Dataset entries:

──────────

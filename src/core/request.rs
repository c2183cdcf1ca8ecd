use chrono::{NaiveDate, NaiveTime};
use rust_decimal::Decimal;
use serde::{Deserialize, Serialize};

use super::builder::{DocumentBuilder, LineBuilder};
use super::error::{CpeError, ValidationError};
use super::types::*;

/// Input for [`create_document`], as received from an API layer.
///
/// Dates are `YYYY-MM-DD` strings and are parsed during creation.
#[derive(Debug, Clone, Serialize, Deserialize)]
pub struct CreateDocumentRequest {
    #[serde(rename = "type")]
    pub document_type: DocumentType,
    #[serde(rename = "serie")]
    pub series: String,
    pub number: String,
    pub issue_date: String,
    /// `HH:MM:SS`, midnight when absent.
    #[serde(default, skip_serializing_if = "Option::is_none")]
    pub issue_time: Option<String>,
    #[serde(default, skip_serializing_if = "Option::is_none")]
    pub due_date: Option<String>,
    pub currency_code: String,
    pub customer: Company,
    pub lines: Vec<CreateDocumentLineRequest>,
    #[serde(default)]
    pub payment_terms: Option<PaymentTerms>,
    /// Documents corrected by a credit or debit note.
    #[serde(default)]
    pub related_documents: Vec<RelatedDocument>,
}

#[derive(Debug, Clone, Serialize, Deserialize)]
pub struct CreateDocumentLineRequest {
    pub quantity: Decimal,
    pub unit_code: String,
    pub description: String,
    pub unit_price: Decimal,
    #[serde(default)]
    pub taxes: Vec<Tax>,
    #[serde(default, skip_serializing_if = "Option::is_none")]
    pub product_code: Option<String>,
}

/// Input of the void workflow (comunicación de baja).
#[derive(Debug, Clone, Serialize, Deserialize)]
pub struct VoidDocumentRequest {
    pub document_type: DocumentType,
    #[serde(rename = "serie")]
    pub series: String,
    pub number: String,
    pub void_date: String,
    pub reason: String,
}

/// Turn a request into a validated `Draft` document with computed totals.
pub fn create_document(
    request: &CreateDocumentRequest,
    issuer: &Company,
) -> Result<Document, CpeError> {
    let issue_date = parse_date("issue_date", &request.issue_date)?;

    let mut builder = DocumentBuilder::new(
        request.document_type,
        &request.series,
        &request.number,
        issue_date,
    )
    .currency(&request.currency_code)
    .issuer(issuer.clone())
    .customer(request.customer.clone())
    .payment_terms_opt(request.payment_terms.clone());

    if let Some(time) = request.issue_time.as_deref().filter(|t| !t.is_empty()) {
        builder = builder.issue_time(parse_time("issue_time", time)?);
    }
    if let Some(due) = request.due_date.as_deref().filter(|d| !d.is_empty()) {
        builder = builder.due_date(parse_date("due_date", due)?);
    }
    for related in &request.related_documents {
        builder = builder.related_document(
            related.document_type,
            &related.series,
            &related.number,
        );
    }
    for line in &request.lines {
        let mut lb = LineBuilder::new(
            line.quantity,
            &line.unit_code,
            &line.description,
            line.unit_price,
        );
        for tax in &line.taxes {
            lb = lb.tax(tax.tax_type.clone(), &tax.code, tax.rate);
        }
        if let Some(code) = &line.product_code {
            lb = lb.product_code(code);
        }
        builder = builder.add_line(lb.build());
    }

    builder.build()
}

fn parse_date(field: &str, value: &str) -> Result<NaiveDate, CpeError> {
    NaiveDate::parse_from_str(value, "%Y-%m-%d").map_err(|e| {
        CpeError::from_validation(&[ValidationError::new(
            field,
            format!("invalid date '{value}', expected YYYY-MM-DD: {e}"),
        )])
    })
}

fn parse_time(field: &str, value: &str) -> Result<NaiveTime, CpeError> {
    NaiveTime::parse_from_str(value, "%H:%M:%S").map_err(|e| {
        CpeError::from_validation(&[ValidationError::new(
            field,
            format!("invalid time '{value}', expected HH:MM:SS: {e}"),
        )])
    })
}

#[cfg(test)]
mod tests {
    use super::*;
    use rust_decimal_macros::dec;

    fn issuer() -> Company {
        Company {
            document_type: "6".into(),
            document_number: "20123456789".into(),
            name: "ACME SAC".into(),
            ..Company::default()
        }
    }

    fn request() -> CreateDocumentRequest {
        CreateDocumentRequest {
            document_type: DocumentType::Factura,
            series: "F001".into(),
            number: "42".into(),
            issue_date: "2024-03-01".into(),
            issue_time: None,
            due_date: None,
            currency_code: "PEN".into(),
            customer: Company {
                document_type: "6".into(),
                document_number: "20987654321".into(),
                name: "Cliente SAC".into(),
                ..Company::default()
            },
            lines: vec![CreateDocumentLineRequest {
                quantity: dec!(2),
                unit_code: "NIU".into(),
                description: "Producto".into(),
                unit_price: dec!(100),
                taxes: vec![Tax {
                    tax_type: TaxType::Igv,
                    code: "10".into(),
                    rate: dec!(18),
                    amount: Decimal::ZERO,
                }],
                product_code: Some("P-1".into()),
            }],
            payment_terms: None,
            related_documents: Vec::new(),
        }
    }

    #[test]
    fn computes_line_and_document_totals() {
        let doc = create_document(&request(), &issuer()).unwrap();
        assert_eq!(doc.lines[0].id, "1");
        assert_eq!(doc.lines[0].total_price, dec!(200));
        assert_eq!(doc.lines[0].taxes[0].amount, dec!(36));
        assert_eq!(doc.sub_total, dec!(200));
        assert_eq!(doc.total_taxes, dec!(36));
        assert_eq!(doc.total_amount, dec!(236));
        assert_eq!(doc.issuer.document_number, "20123456789");
        assert_eq!(doc.issue_time, NaiveTime::MIN);
    }

    #[test]
    fn bad_issue_date() {
        let mut req = request();
        req.issue_date = "01/03/2024".into();
        let err = create_document(&req, &issuer()).unwrap_err();
        assert!(matches!(err, CpeError::Validation(ref m) if m.starts_with("issue_date")));
    }

    #[test]
    fn bad_due_date() {
        let mut req = request();
        req.due_date = Some("2024-13-01".into());
        assert!(create_document(&req, &issuer()).is_err());
    }

    #[test]
    fn empty_due_date_is_absent() {
        let mut req = request();
        req.due_date = Some(String::new());
        let doc = create_document(&req, &issuer()).unwrap();
        assert_eq!(doc.due_date, None);
    }

    #[test]
    fn issue_time_is_parsed() {
        let mut req = request();
        req.issue_time = Some("14:30:05".into());
        let doc = create_document(&req, &issuer()).unwrap();
        assert_eq!(doc.issue_time, NaiveTime::from_hms_opt(14, 30, 5).unwrap());
    }

    #[test]
    fn line_without_taxes_rejected() {
        let mut req = request();
        req.lines[0].taxes.clear();
        let err = create_document(&req, &issuer()).unwrap_err();
        assert!(err.to_string().contains("lines[0].taxes"));
    }

    #[test]
    fn deserializes_api_payload() {
        let json = r#"{
            "type": "03",
            "serie": "B001",
            "number": "9",
            "issue_date": "2024-03-01",
            "currency_code": "PEN",
            "customer": {"document_type": "1", "document_number": "12345678", "name": "Juan Pérez"},
            "lines": [{"quantity": "1", "unit_code": "NIU", "description": "Bolsa", "unit_price": "0.50",
                       "taxes": [{"type": "IGV", "code": "10", "rate": "18"}]}],
            "payment_terms": {"payment_means_code": "Contado", "due_date": "2024-03-01", "amount": "0.59"}
        }"#;
        let req: CreateDocumentRequest = serde_json::from_str(json).unwrap();
        assert_eq!(req.document_type, DocumentType::Boleta);
        let doc = create_document(&req, &issuer()).unwrap();
        assert_eq!(doc.total_amount, dec!(0.59));
    }
}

──────────

Work request: Copy out the lines of the data where the string "NaiveTime" occurs.

Result for this exercise:
use chrono::{NaiveDate, NaiveTime};
fn parse_time(field: &str, value: &str) -> Result<NaiveTime, CpeError> {
    NaiveTime::parse_from_str(value, "%H:%M:%S").map_err(|e| {
        assert_eq!(doc.issue_time, NaiveTime::MIN);
        assert_eq!(doc.issue_time, NaiveTime::from_hms_opt(14, 30, 5).unwrap());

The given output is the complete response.